Learn Apache Flume By Gopal Sir
Apache Flume -
Introduction
What is Flume?
Apache Flume is a tool/service/data ingestion mechanism for
collecting aggregating and transporting large amounts of streaming data such as
log files, events (etc...) from various sources to a centralized data store.
Flume is a highly reliable, distributed, and configurable
tool. It is principally designed to copy streaming data (log data) from various
web servers to HDFS.
Advantages of Flume
Here are the advantages of using Flume −
·
Using Apache Flume we can store the data in to
any of the centralized stores (HBase, HDFS).
·
When the rate of incoming data exceeds the rate
at which data can be written to the destination, Flume acts as a mediator
between data producers and the centralized stores and provides a steady flow of
data between them.
·
Flume provides the feature of contextual
routing.
·
The transactions in Flume are channel-based
where two transactions (one sender and one receiver) are maintained for each
message. It guarantees reliable message delivery.
·
Flume is reliable, fault tolerant, scalable,
manageable, and customizable.
Features of Flume
Some of the notable features of Flume are as follows −
- Flume ingests log data from multiple web servers into a centralized store (HDFS, HBase) efficiently.
- Using Flume, we can get the data from multiple servers immediately into Hadoop.
- Along with the log files, Flume is also used to import huge volumes of event data produced by social networking sites like Facebook and Twitter, and e-commerce websites like Amazon and Flipkart.
- Flume supports a large set of sources and destinations types.
- Flume supports multi-hop flows, fan-in fan-out flows, contextual routing, etc.
- Flume can be scaled horizontally
Apache Flume - Architecture
The following illustration depicts the basic architecture of
Flume.

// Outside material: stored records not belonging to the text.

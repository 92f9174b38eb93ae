//! API and process error types.

use std::io;

use eprompt_adapters::AdapterError;
use eprompt_engine::EngineError;
use hyper::header::{CONTENT_TYPE, HeaderValue};
use hyper::{Body, Response, StatusCode};
use serde_json::json;
use thiserror::Error;

/// Result alias for server start-up.
pub type ServerResult<T> = Result<T, ServerError>;

/// Errors that stop the server from starting or serving.
#[derive(Debug, Error)]
pub enum ServerError {
    /// The completion client could not be configured.
    #[error(transparent)]
    Adapter(#[from] AdapterError),

    /// The bind address could not be resolved.
    #[error("cannot resolve {address}: {source}")]
    Resolve {
        /// Address as configured.
        address: String,
        /// Resolver error.
        source: io::Error,
    },

    /// The listener could not be bound.
    #[error("cannot bind {address}: {source}")]
    Bind {
        /// Address as configured.
        address: String,
        /// Underlying error.
        source: hyper::Error,
    },

    /// The server loop failed.
    #[error("server error: {0}")]
    Serve(#[source] hyper::Error),
}

/// Error answered to an HTTP caller as `{"detail": ...}`.
#[derive(Debug, Error)]
#[error("{status}: {detail}")]
pub struct ApiError {
    status: StatusCode,
    detail: String,
}

impl ApiError {
    /// Builds an error with an explicit status.
    #[must_use]
    pub fn new(status: StatusCode, detail: impl Into<String>) -> Self {
        Self {
            status,
            detail: detail.into(),
        }
    }

    /// `422`: malformed body or out-of-range parameters.
    #[must_use]
    pub fn validation(detail: impl Into<String>) -> Self {
        Self::new(StatusCode::UNPROCESSABLE_ENTITY, detail)
    }

    /// `400`: a well-formed request with unusable content.
    #[must_use]
    pub fn bad_request(detail: impl Into<String>) -> Self {
        Self::new(StatusCode::BAD_REQUEST, detail)
    }

    /// `413`: the body exceeds `limit` bytes.
    #[must_use]
    pub fn payload_too_large(limit: u64) -> Self {
        Self::new(
            StatusCode::PAYLOAD_TOO_LARGE,
            format!("request body exceeds {limit} bytes"),
        )
    }

    /// `404`: no such route.
    #[must_use]
    pub fn not_found() -> Self {
        Self::new(StatusCode::NOT_FOUND, "Not Found")
    }

    /// `405`: the route exists but not for this method.
    #[must_use]
    pub fn method_not_allowed() -> Self {
        Self::new(StatusCode::METHOD_NOT_ALLOWED, "Method Not Allowed")
    }

    /// `500`: anything unexpected.
    #[must_use]
    pub fn internal(detail: impl Into<String>) -> Self {
        Self::new(StatusCode::INTERNAL_SERVER_ERROR, detail)
    }

    /// Maps an engine failure, prefixing the detail with `action`.
    ///
    /// Unknown tools answer `404`, blank content `400`, and completion
    /// failures `502`.
    #[must_use]
    pub fn from_engine(action: &str, err: &EngineError) -> Self {
        let status = match err {
            EngineError::ToolNotFound { .. } => StatusCode::NOT_FOUND,
            EngineError::EmptyContent => StatusCode::BAD_REQUEST,
            EngineError::Completion(_) | EngineError::Refinement { .. } => StatusCode::BAD_GATEWAY,
        };
        Self::new(status, format!("{action}: {err}"))
    }

    /// Returns the HTTP status.
    #[must_use]
    pub const fn status(&self) -> StatusCode {
        self.status
    }

    /// Returns the human-readable detail.
    #[must_use]
    pub fn detail(&self) -> &str {
        &self.detail
    }

    /// Renders the error envelope.
    #[must_use]
    pub fn into_response(self) -> Response<Body> {
        let body = json!({ "detail": self.detail }).to_string();
        let mut response = Response::new(Body::from(body));
        *response.status_mut() = self.status;
        response
            .headers_mut()
            .insert(CONTENT_TYPE, HeaderValue::from_static("application/json"));
        response
    }
}
//! Settings for the ePrompt service.
//!
//! [`Settings`] is read from environment variables. Loading goes through an
//! injectable lookup so tests never touch the process environment.

#![warn(missing_docs, clippy::pedantic)]

mod error;
mod settings;

pub use error::{ConfigError, ConfigResult};
pub use settings::{LogFormat, Settings};
//! HTTP API for the ePrompt prompt engine.
//!
//! Routes are served by hyper behind a small hand-written router:
//!
//! | Method | Path |
//! |---|---|
//! | `GET` | `/` |
//! | `GET` | `/health` |
//! | `POST` | `{prefix}/prompts/generate-prompt` |
//! | `POST` | `{prefix}/prompts/preview-prompt` |
//! | `POST` | `{prefix}/prompts/extract-variables` |
//! | `POST` | `{prefix}/prompts/validate-context` |
//! | `POST` | `{prefix}/prompts/generate-and-run` |
//! | `GET` | `{prefix}/refiner/tools` |
//! | `POST` | `{prefix}/refiner/refine` |
//! | `POST` | `{prefix}/refiner/batch-refine` |
//!
//! Errors are answered as `{"detail": "..."}`.

#![warn(missing_docs, clippy::pedantic)]

pub mod dto;
pub mod error;
mod handlers;
pub mod routes;
pub mod server;
pub mod state;

pub use error::{ApiError, ServerError, ServerResult};
pub use routes::{MAX_BODY_BYTES, REQUEST_ID_HEADER, handle};
pub use server::{resolve_addr, serve, shutdown_signal};
pub use state::AppState;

As shown in the illustration, data generators (such as Facebook,
Twitter) generate data which gets collected by individual Flume agents running
on them. Thereafter, a data collector (which is also an agent) collects the
data from the agents which is aggregated and pushed into a centralized store
such as HDFS or Hbase.
Flume Event
An event is the basic unit of the data transported inside
Flume. It contains a payload of byte array that is to be transported from the
source to the destination accompanied by optional headers. A typical Flume
event would have the following structure −
Flume Agent
An agent is an independent daemon process (JVM) in Flume. It
receives the data (events) from clients or other agents and forwards it to its
next destination (sink or agent). Flume may have more than one agent. Following
diagram represents a Flume Agent.As shown in the diagram a
Flume Agent contains three main components namely,
source, channel, and sink.
Source
Apache Flume supports several types of sources and each
source receives events from a specified data generator.

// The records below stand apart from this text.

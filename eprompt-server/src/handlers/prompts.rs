use chrono::Utc;
use eprompt_templates::{extract_template_variables, validate_required_fields};
use tracing::warn;

use crate::dto::{
    ExtractVariablesRequest, ExtractVariablesResponse, GenerateAndRunRequest,
    GeneratePromptRequest, PreviewPromptRequest, ValidateContextRequest,
    ValidateContextResponse, parse_json, validate_model_config,
};
use crate::error::ApiError;
use crate::state::AppState;

use super::{HandlerResult, json_ok};

pub(crate) fn generate_prompt(state: &AppState, body: &[u8]) -> HandlerResult {
    let request: GeneratePromptRequest = parse_json(body)?;
    json_ok(&state.engine().generate(&request.template, &request.context))
}

pub(crate) fn preview_prompt(state: &AppState, body: &[u8]) -> HandlerResult {
    let request: PreviewPromptRequest = parse_json(body)?;
    json_ok(&state.engine().preview(&request.template, &request.context))
}

pub(crate) fn extract_variables(body: &[u8]) -> HandlerResult {
    let request: ExtractVariablesRequest = parse_json(body)?;
    if request.template.is_empty() {
        return Err(ApiError::bad_request("Template string is required"));
    }
    let variables = extract_template_variables(&request.template);
    json_ok(&ExtractVariablesResponse {
        count: variables.len(),
        variables,
        template: request.template,
        extracted_at: Utc::now(),
    })
}

pub(crate) fn validate_context(body: &[u8]) -> HandlerResult {
    let request: ValidateContextRequest = parse_json(body)?;
    let missing_fields = validate_required_fields(&request.required_fields, &request.context);
    json_ok(&ValidateContextResponse {
        is_valid: missing_fields.is_empty(),
        missing_fields,
        provided_fields: request.context.into_keys().collect(),
        required_fields: request.required_fields,
        validated_at: Utc::now(),
    })
}

pub(crate) async fn generate_and_run(state: &AppState, body: &[u8]) -> HandlerResult {
    let request: GenerateAndRunRequest = parse_json(body)?;
    validate_model_config(&request.ai_model_config)?;

    let output = state
        .runner()
        .generate_and_run(&request.template, &request.context, request.ai_model_config)
        .await
        .map_err(|err| {
            warn!(template_id = request.template.id(), %err, "generate-and-run failed");
            ApiError::from_engine("Failed to generate and run prompt", &err)
        })?;
    json_ok(&output)
}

Example − Avro source, Thrift source, twitter 1% source etc.
Channel
A channel is a transient store which receives the events
from the source and buffers them till they are consumed by sinks. It acts as a
bridge between the sources and the sinks.
These channels are fully transactional and they can work
with any number of sources and sinks.
Example − JDBC channel, File system channel, Memory channel,
etc.
Sink
A sink stores the data into centralized stores like HBase
and HDFS. It consumes the data (events) from the channels and delivers it to
the destination. The destination of the sink might be another agent or the
central stores.
Example − HDFS sink
Additional Components of Flume Agent
we have a few more components that play a vital role in
transferring the events from the data generator to the centralized stores.
Interceptors
Interceptors are used to alter/inspect flume events which
are transferred between source and channel.
Channel Selectors
These are used to determine which channel is to be opted to
transfer the data in case of multiple channels. There are two types of channel
selectors −
·
Default channel selectors − These are
also known as replicating channel selectors they replicates all the events in
each channel.
·
Multiplexing channel selectors − These decides
the channel to send an event based on the address in the header of that event.
Sink Processors
These are used to invoke a particular sink from the selected
group of sinks. These are used to create fail-over paths for your sinks or load
balance events across multiple sinks from a channel.
Apache Flume - Data Flow
Flume is a framework which is used to move log data into
HDFS. Generally events and log data are generated by the log servers and these
servers have Flume agents running on them. These agents receive the data from
the data generators.
The data in these agents will be collected by an
intermediate node known as Collector. Just like agents, there can be
multiple collectors in Flume.
Finally, the data from all these collectors will be
aggregated and pushed to a centralized store such as HBase or HDFS. The
following diagram explains the data flow in Flume.
Multi-hop Flow
Within Flume, there can be multiple agents and before
reaching the final destination, an event may travel through more than one
agent. This is known as multi-hop flow.
Fan-out Flow
The dataflow from one source to multiple channels is known
as fan-out flow. It is of two types −
·
Replicating − The data flow where the data will
be replicated in all the configured channels.
·
Multiplexing − The data flow where the data will
be sent to a selected channel which is mentioned in the header of the event.
Fan-in Flow
The data flow in which the data will be transferred from
many sources to one channel is known as fan-in flow.
Failure Handling
In Flume, for each event, two transactions take place: one
at the sender and one at the receiver. The sender sends events to the receiver.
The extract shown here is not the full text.